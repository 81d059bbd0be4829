use async_trait::async_trait;
use bytes::Bytes;

use crate::commands::executable::{Context, Executable};
use crate::commands::CommandParser;
use crate::frame::Frame;
use crate::utils::sets;
use crate::Error;

/// Returns the members of the set resulting from the union of all the given sets. Missing keys
/// are considered to be empty sets.
///
/// Ref: <https://redis.io/docs/latest/commands/sunion/>
#[derive(Debug, PartialEq)]
pub struct Sunion {
    pub keys: Vec<Bytes>,
}

#[async_trait]
impl Executable for Sunion {
    async fn exec(self, ctx: &mut Context<'_>) -> Result<Frame, Error> {
        let members = sets::union(ctx.db().sets.members_of(&self.keys).await?);

        Ok(Frame::Array(members.into_iter().map(Frame::Bulk).collect()))
    }
}

impl TryFrom<&mut CommandParser> for Sunion {
    type Error = Error;

    fn try_from(parser: &mut CommandParser) -> Result<Self, Self::Error> {
        let keys = parser.remaining();

        Ok(Self { keys })
    }
}
//! Bit addressing over byte strings. Bit `n` lives in byte `n / 8`, counted from the most
//! significant bit.

use crate::utils::range;

/// Largest addressable bit, the last bit of a 512 MiB string.
pub const MAX_BIT_OFFSET: u64 = (range::MAX_STRING_LEN as u64) * 8 - 1;

pub fn get_bit(value: &[u8], offset: u64) -> u8 {
    let byte_index = (offset / 8) as usize;
    let shift = 7 - (offset % 8);

    value
        .get(byte_index)
        .map(|byte| (byte >> shift) & 1)
        .unwrap_or(0)
}

/// Sets the bit at `offset`, growing the value with zero bytes as needed. Returns the previous
/// bit.
pub fn set_bit(value: &mut Vec<u8>, offset: u64, bit: bool) -> u8 {
    let byte_index = (offset / 8) as usize;
    let shift = 7 - (offset % 8);

    if value.len() <= byte_index {
        value.resize(byte_index + 1, 0);
    }

    let previous = (value[byte_index] >> shift) & 1;
    if bit {
        value[byte_index] |= 1 << shift;
    } else {
        value[byte_index] &= !(1 << shift);
    }

    previous
}

/// Counts set bits, optionally restricted to an inclusive byte range.
pub fn count(value: &[u8], bytes: Option<(i64, i64)>) -> u64 {
    let slice = match bytes {
        None => value,
        Some((start, end)) => match range::resolve(value.len(), start, end) {
            Some((start, end)) => &value[start..=end],
            None => return 0,
        },
    };

    slice.iter().map(|byte| byte.count_ones() as u64).sum()
}

#[cfg(test)]
mod tests {
    use super::*;

    #[test]
    fn set_bit_on_empty_value() {
        let mut value = vec![];

        assert_eq!(set_bit(&mut value, 7, true), 0);
        assert_eq!(value, vec![0b0000_0001]);
        assert_eq!(get_bit(&value, 7), 1);
        assert_eq!(get_bit(&value, 0), 0);
    }

    #[test]
    fn set_bit_returns_previous_value() {
        let mut value = vec![0b1000_0000];

        assert_eq!(set_bit(&mut value, 0, false), 1);
        assert_eq!(value, vec![0]);
    }

    #[test]
    fn set_bit_extends_value() {
        let mut value = b"a".to_vec();

        set_bit(&mut value, 17, true);

        assert_eq!(value, vec![b'a', 0, 0b0100_0000]);
    }

    #[test]
    fn get_bit_past_the_end_is_zero() {
        assert_eq!(get_bit(b"a", 100), 0);
    }

    #[test]
    fn count_bits() {
        assert_eq!(count(b"foobar", None), 26);
        assert_eq!(count(b"foobar", Some((0, 0))), 4);
        assert_eq!(count(b"foobar", Some((1, 1))), 6);
        assert_eq!(count(b"foobar", Some((-2, -1))), 7);
        assert_eq!(count(b"foobar", Some((4, 2))), 0);
    }
}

* _ASSIGNMENT_:
Each record shown above must be reproduced exactly.

* _SOLUTION TO THIS EXERCISE_:
repository 81d059bbd0be4829
use async_trait::async_trait;
use bytes::Bytes;

use crate::commands::executable::{Context, Executable};
use crate::commands::CommandParser;
use crate::frame::Frame;
use crate::utils::sets;
use crate::Error;

/// Returns the members of the set resulting from the union of all the given sets. Missing keys
/// are considered to be empty sets.
///
/// Ref: <https://redis.io/docs/latest/commands/sunion/>
#[derive(Debug, PartialEq)]
pub struct Sunion {
    pub keys: Vec<Bytes>,
}

#[async_trait]
impl Executable for Sunion {
    async fn exec(self, ctx: &mut Context<'_>) -> Result<Frame, Error> {
        let members = sets::union(ctx.db().sets.members_of(&self.keys).await?);

        Ok(Frame::Array(members.into_iter().map(Frame::Bulk).collect()))
    }
}

impl TryFrom<&mut CommandParser> for Sunion {
    type Error = Error;

    fn try_from(parser: &mut CommandParser) -> Result<Self, Self::Error> {
        let keys = parser.remaining();

        Ok(Self { keys })
    }
}
//! Bit addressing over byte strings. Bit `n` lives in byte `n / 8`, counted from the most
//! significant bit.

use crate::utils::range;

/// Largest addressable bit, the last bit of a 512 MiB string.
pub const MAX_BIT_OFFSET: u64 = (range::MAX_STRING_LEN as u64) * 8 - 1;

pub fn get_bit(value: &[u8], offset: u64) -> u8 {
    let byte_index = (offset / 8) as usize;
    let shift = 7 - (offset % 8);

    value
        .get(byte_index)
        .map(|byte| (byte >> shift) & 1)
        .unwrap_or(0)
}

/// Sets the bit at `offset`, growing the value with zero bytes as needed. Returns the previous
/// bit.
pub fn set_bit(value: &mut Vec<u8>, offset: u64, bit: bool) -> u8 {
    let byte_index = (offset / 8) as usize;
    let shift = 7 - (offset % 8);

    if value.len() <= byte_index {
        value.resize(byte_index + 1, 0);
    }

    let previous = (value[byte_index] >> shift) & 1;
    if bit {
        value[byte_index] |= 1 << shift;
    } else {
        value[byte_index] &= !(1 << shift);
    }

    previous
}

/// Counts set bits, optionally restricted to an inclusive byte range.
pub fn count(value: &[u8], bytes: Option<(i64, i64)>) -> u64 {
    let slice = match bytes {
        None => value,
        Some((start, end)) => match range::resolve(value.len(), start, end) {
            Some((start, end)) => &value[start..=end],
            None => return 0,
        },
    };

    slice.iter().map(|byte| byte.count_ones() as u64).sum()
}

#[cfg(test)]
mod tests {
    use super::*;

    #[test]
    fn set_bit_on_empty_value() {
        let mut value = vec![];

        assert_eq!(set_bit(&mut value, 7, true), 0);
        assert_eq!(value, vec![0b0000_0001]);
        assert_eq!(get_bit(&value, 7), 1);
        assert_eq!(get_bit(&value, 0), 0);
    }

    #[test]
    fn set_bit_returns_previous_value() {
        let mut value = vec![0b1000_0000];

        assert_eq!(set_bit(&mut value, 0, false), 1);
        assert_eq!(value, vec![0]);
    }

    #[test]
    fn set_bit_extends_value() {
        let mut value = b"a".to_vec();

        set_bit(&mut value, 17, true);

        assert_eq!(value, vec![b'a', 0, 0b0100_0000]);
    }

    #[test]
    fn get_bit_past_the_end_is_zero() {
        assert_eq!(get_bit(b"a", 100), 0);
    }

    #[test]
    fn count_bits() {
        assert_eq!(count(b"foobar", None), 26);
        assert_eq!(count(b"foobar", Some((0, 0))), 4);
        assert_eq!(count(b"foobar", Some((1, 1))), 6);
        assert_eq!(count(b"foobar", Some((-2, -1))), 7);
        assert_eq!(count(b"foobar", Some((4, 2))), 0);
    }
}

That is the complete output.